+++ DATA IN THIS EXERCISE

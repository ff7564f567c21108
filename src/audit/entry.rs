//! Audit Event
//!
//! Immutable, hash-linked record of one state-changing action.

use chrono::{DateTime, Utc};
use serde::{Deserialize, Serialize};
use sqlx::sqlite::SqliteRow;
use sqlx::Row;

use crate::canonical::canonicalize_json;
use crate::error::TrustChainError;

/// One row of the audit chain. Field names on the wire match the export
/// format exactly.
#[derive(Debug, Clone, PartialEq, Serialize, Deserialize)]
#[serde(rename_all = "camelCase")]
pub struct AuditEvent {
    pub id: String,
    pub event_type: String,
    pub payload: serde_json::Value,
    pub prev_hash: Option<String>,
    pub hash: String,
    pub signature: Option<String>,
    pub signer_id: Option<String>,
    pub created_at: DateTime<Utc>,
}

impl AuditEvent {
    /// Canonical bytes of the payload.
    pub fn canonical_payload(&self) -> Result<Vec<u8>, TrustChainError> {
        canonicalize_json(&self.payload)
    }

    pub fn is_signed(&self) -> bool {
        self.signature.as_deref().map_or(false, |s| !s.is_empty())
    }

    /// Get a human-readable summary
    pub fn summary(&self) -> String {
        format!(
            "{} {} hash={} prev={}",
            self.event_type,
            self.id,
            short(&self.hash),
            self.prev_hash.as_deref().map(short).unwrap_or("null")
        )
    }

    pub(crate) fn from_row(row: &SqliteRow) -> Result<Self, TrustChainError> {
        let payload_text: String = row.try_get("payload")?;
        let payload = serde_json::from_str(&payload_text).map_err(|e| {
            TrustChainError::InvalidPayload(format!("stored payload is not JSON: {}", e))
        })?;

        Ok(Self {
            id: row.try_get("id")?,
            event_type: row.try_get("event_type")?,
            payload,
            prev_hash: row.try_get("prev_hash")?,
            hash: row.try_get("hash")?,
            signature: row.try_get("signature")?,
            signer_id: row.try_get("signer_id")?,
            created_at: row.try_get("created_at")?,
        })
    }
}

#[cfg(test)]
impl AuditEvent {
    /// Stored hash matches the payload and `prev_hash`.
    pub(crate) fn verify_hash(&self) -> bool {
        self.canonical_payload()
            .and_then(|canonical| crate::audit::digest::digest(&canonical, self.prev_hash.as_deref()))
            .map_or(false, |h| h == self.hash)
    }
}

fn short(hash: &str) -> &str {
    hash.get(..12).unwrap_or(hash)
}
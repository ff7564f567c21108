//! KMS signing backend
//!
//! Talks to a key-management service over JSON/HTTP. The service holds the
//! key material; this client only ever sends digests.
//!
//! | operation | path           | request                                             | response                |
//! |-----------|----------------|-----------------------------------------------------|-------------------------|
//! | sign      | `/sign`        | `keyId, message, messageType, signingAlgorithm`     | `keyId, signature`      |
//! | verify    | `/verify`      | `keyId, message, messageType, signature, signingAlgorithm` | `signatureValid` |
//! | mac       | `/generate-mac`| `keyId, message, macAlgorithm`                      | `keyId, mac`            |
//! | mac check | `/verify-mac`  | `keyId, message, mac, macAlgorithm`                 | `macValid`              |
//!
//! RSA requests use `messageType = DIGEST` so the service does not hash the
//! chain digest a second time. Ed25519 signs the digest bytes as the message.

use std::time::Duration;

use async_trait::async_trait;
use reqwest::Client;
use serde::{Deserialize, Serialize};
use tracing::debug;

use super::http::{build_http_client, post_json, TlsMaterial};
use super::{decode_b64, encode_b64, BackendKind, SignatureAlgorithm, SignedDigest, SigningBackend};
use crate::config::KmsConfig;
use crate::error::TrustChainError;

#[derive(Debug, Serialize)]
#[serde(rename_all = "camelCase")]
struct SignRequest<'a> {
    key_id: &'a str,
    message: String,
    message_type: &'static str,
    signing_algorithm: &'static str,
    #[serde(skip_serializing_if = "Option::is_none")]
    signature: Option<&'a str>,
}

#[derive(Debug, Deserialize)]
#[serde(rename_all = "camelCase")]
struct SignResponse {
    key_id: Option<String>,
    signature: String,
}

#[derive(Debug, Deserialize)]
#[serde(rename_all = "camelCase")]
struct VerifyResponse {
    signature_valid: bool,
}

#[derive(Debug, Serialize)]
#[serde(rename_all = "camelCase")]
struct MacRequest<'a> {
    key_id: &'a str,
    message: String,
    mac_algorithm: &'static str,
    #[serde(skip_serializing_if = "Option::is_none")]
    mac: Option<&'a str>,
}

#[derive(Debug, Deserialize)]
#[serde(rename_all = "camelCase")]
struct MacResponse {
    key_id: Option<String>,
    mac: String,
}

#[derive(Debug, Deserialize)]
#[serde(rename_all = "camelCase")]
struct MacVerifyResponse {
    mac_valid: bool,
}

pub struct KmsBackend {
    client: Client,
    endpoint: String,
    key_id: String,
    algorithm: SignatureAlgorithm,
    access_token: Option<String>,
}

impl KmsBackend {
    pub fn new(config: &KmsConfig) -> Result<Self, TrustChainError> {
        let algorithm = config.algorithm.parse()?;
        let client = build_http_client(
            &TlsMaterial::default(),
            Duration::from_millis(config.timeout_ms),
        )?;

        Ok(Self {
            client,
            endpoint: config.endpoint.trim_end_matches('/').to_string(),
            key_id: config.key_id.clone(),
            algorithm,
            access_token: config.access_token.clone(),
        })
    }

    pub fn algorithm(&self) -> SignatureAlgorithm {
        self.algorithm
    }

    fn url(&self, path: &str) -> String {
        format!("{}{}", self.endpoint, path)
    }

    fn asymmetric_params(&self) -> (&'static str, &'static str) {
        match self.algorithm {
            SignatureAlgorithm::RsaSha256 => ("DIGEST", "RSASSA_PKCS1_V1_5_SHA_256"),
            _ => ("RAW", "ED25519"),
        }
    }
}

#[async_trait]
impl SigningBackend for KmsBackend {
    fn kind(&self) -> BackendKind {
        BackendKind::Kms
    }

    fn kid(&self) -> &str {
        &self.key_id
    }

    /// The configured key id, or a key ARN/alias path that ends in it.
    fn owns_kid(&self, kid: &str) -> bool {
        kid == self.key_id
            || kid
                .strip_suffix(self.key_id.as_str())
                .map_or(false, |prefix| prefix.ends_with('/') || prefix.ends_with(':'))
    }

    async fn sign(&self, digest: &[u8]) -> Result<SignedDigest, TrustChainError> {
        debug!("KMS sign ({}) with key {}", self.algorithm, self.key_id);

        let (kid, signature) = if self.algorithm.is_symmetric() {
            let request = MacRequest {
                key_id: &self.key_id,
                message: encode_b64(digest),
                mac_algorithm: "HMAC_SHA_256",
                mac: None,
            };
            let response: MacResponse = post_json(
                &self.client,
                &self.url("/generate-mac"),
                self.access_token.as_deref(),
                &request,
            )
            .await?;
            (response.key_id, response.mac)
        } else {
            let (message_type, signing_algorithm) = self.asymmetric_params();
            let request = SignRequest {
                key_id: &self.key_id,
                message: encode_b64(digest),
                message_type,
                signing_algorithm,
                signature: None,
            };
            let response: SignResponse = post_json(
                &self.client,
                &self.url("/sign"),
                self.access_token.as_deref(),
                &request,
            )
            .await?;
            (response.key_id, response.signature)
        };

        // reject anything that is not base64 before it reaches storage
        decode_b64(&signature).map_err(|_| {
            TrustChainError::SigningBackendUnavailable("KMS returned a non-base64 signature".to_string())
        })?;

        Ok(SignedDigest {
            kid: kid.unwrap_or_else(|| self.key_id.clone()),
            alg: self.algorithm.as_str().to_string(),
            signature_b64: signature,
        })
    }

    async fn verify(&self, signature_b64: &str, digest: &[u8]) -> Result<bool, TrustChainError> {
        if self.algorithm.is_symmetric() {
            let request = MacRequest {
                key_id: &self.key_id,
                message: encode_b64(digest),
                mac_algorithm: "HMAC_SHA_256",
                mac: Some(signature_b64),
            };
            let response: MacVerifyResponse = post_json(
                &self.client,
                &self.url("/verify-mac"),
                self.access_token.as_deref(),
                &request,
            )
            .await?;
            return Ok(response.mac_valid);
        }

        let (message_type, signing_algorithm) = self.asymmetric_params();
        let request = SignRequest {
            key_id: &self.key_id,
            message: encode_b64(digest),
            message_type,
            signing_algorithm,
            signature: Some(signature_b64),
        };
        let response: VerifyResponse = post_json(
            &self.client,
            &self.url("/verify"),
            self.access_token.as_deref(),
            &request,
        )
        .await?;
        Ok(response.signature_valid)
    }
}
//! Signing Backends
//!
//! One `sign`/`verify` interface over chain digests, implemented by a KMS
//! client, a remote signing proxy, a deterministic mock and a local key.
//! The backend is chosen once at startup by [`resolver::ResolvedSigner`]
//! and injected into the append path and the verifier.

pub mod http;
pub mod kms;
pub mod local;
pub mod mock;
pub mod proxy;
pub mod resolver;

use async_trait::async_trait;
use serde::{Deserialize, Serialize};

use crate::error::TrustChainError;

pub use kms::KmsBackend;
pub use local::LocalKeyBackend;
pub use mock::MockBackend;
pub use proxy::SigningProxyBackend;
pub use resolver::ResolvedSigner;

/// Signature algorithm families supported by the backends.
#[derive(Debug, Clone, Copy, PartialEq, Eq, Serialize, Deserialize)]
#[serde(rename_all = "kebab-case")]
pub enum SignatureAlgorithm {
    HmacSha256,
    RsaSha256,
    Ed25519,
}

impl SignatureAlgorithm {
    pub fn as_str(&self) -> &'static str {
        match self {
            SignatureAlgorithm::HmacSha256 => "HMAC-SHA256",
            SignatureAlgorithm::RsaSha256 => "RSA-SHA256",
            SignatureAlgorithm::Ed25519 => "Ed25519",
        }
    }

    pub fn is_symmetric(&self) -> bool {
        matches!(self, SignatureAlgorithm::HmacSha256)
    }
}

impl std::str::FromStr for SignatureAlgorithm {
    type Err = TrustChainError;

    fn from_str(s: &str) -> Result<Self, Self::Err> {
        match s.to_ascii_lowercase().replace('_', "-").as_str() {
            "hmac" | "hmac-sha256" | "hs256" => Ok(SignatureAlgorithm::HmacSha256),
            "rsa" | "rsa-sha256" | "rs256" => Ok(SignatureAlgorithm::RsaSha256),
            "ed25519" | "eddsa" => Ok(SignatureAlgorithm::Ed25519),
            _ => Err(TrustChainError::ConfigError(format!(
                "Unknown signature algorithm: {}",
                s
            ))),
        }
    }
}

impl std::fmt::Display for SignatureAlgorithm {
    fn fmt(&self, f: &mut std::fmt::Formatter<'_>) -> std::fmt::Result {
        f.write_str(self.as_str())
    }
}

/// Backend implementations, in resolution priority order.
#[derive(Debug, Clone, Copy, PartialEq, Eq, Serialize, Deserialize)]
#[serde(rename_all = "snake_case")]
pub enum BackendKind {
    Kms,
    Proxy,
    Mock,
    Local,
}

impl BackendKind {
    pub fn as_str(&self) -> &'static str {
        match self {
            BackendKind::Kms => "kms",
            BackendKind::Proxy => "proxy",
            BackendKind::Mock => "mock",
            BackendKind::Local => "local",
        }
    }

    /// Only key material held behind an external boundary counts as strong.
    pub fn is_strong(&self) -> bool {
        matches!(self, BackendKind::Kms | BackendKind::Proxy)
    }
}

/// Result of signing one digest.
#[derive(Debug, Clone, PartialEq, Eq, Serialize, Deserialize)]
pub struct SignedDigest {
    pub kid: String,
    pub alg: String,
    pub signature_b64: String,
}

#[async_trait]
pub trait SigningBackend: Send + Sync {
    fn kind(&self) -> BackendKind;

    /// Identifier of the key this backend signs with.
    fn kid(&self) -> &str;

    /// Whether a row stamped with `kid` was signed by the key behind this
    /// backend and can be checked with [`SigningBackend::verify`].
    fn owns_kid(&self, kid: &str) -> bool {
        kid == self.kid()
    }

    /// Sign a pre-computed chain digest. Implementations must not hash it again
    /// where the algorithm distinguishes digest from message signing.
    async fn sign(&self, digest: &[u8]) -> Result<SignedDigest, TrustChainError>;

    /// Verify a base64 signature over a chain digest.
    ///
    /// `Ok(false)` means the signature does not match; `Err` means the backend
    /// could not answer.
    async fn verify(&self, signature_b64: &str, digest: &[u8]) -> Result<bool, TrustChainError>;
}

pub(crate) fn decode_b64(value: &str) -> Result<Vec<u8>, TrustChainError> {
    use base64::{engine::general_purpose::STANDARD, Engine as _};
    STANDARD
        .decode(value.trim())
        .map_err(|e| TrustChainError::CryptoError(format!("invalid base64: {}", e)))
}

pub(crate) fn encode_b64(bytes: &[u8]) -> String {
    use base64::{engine::general_purpose::STANDARD, Engine as _};
    STANDARD.encode(bytes)
}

++++++

• **ACTIVITY**: From the entries above, give again exactly the lines running from the line with "filename src/audit/entry.rs" to the line with "#[derive(Debug, Clone, PartialEq, Serialize, Deserialize)]"; include both of those lines.

• **TASK OUTPUT**:
filename src/audit/entry.rs
//! Audit Event
//!
//! Immutable, hash-linked record of one state-changing action.

use chrono::{DateTime, Utc};
use serde::{Deserialize, Serialize};
use sqlx::sqlite::SqliteRow;
use sqlx::Row;

use crate::canonical::canonicalize_json;
use crate::error::TrustChainError;

/// One row of the audit chain. Field names on the wire match the export
/// format exactly.
#[derive(Debug, Clone, PartialEq, Serialize, Deserialize)]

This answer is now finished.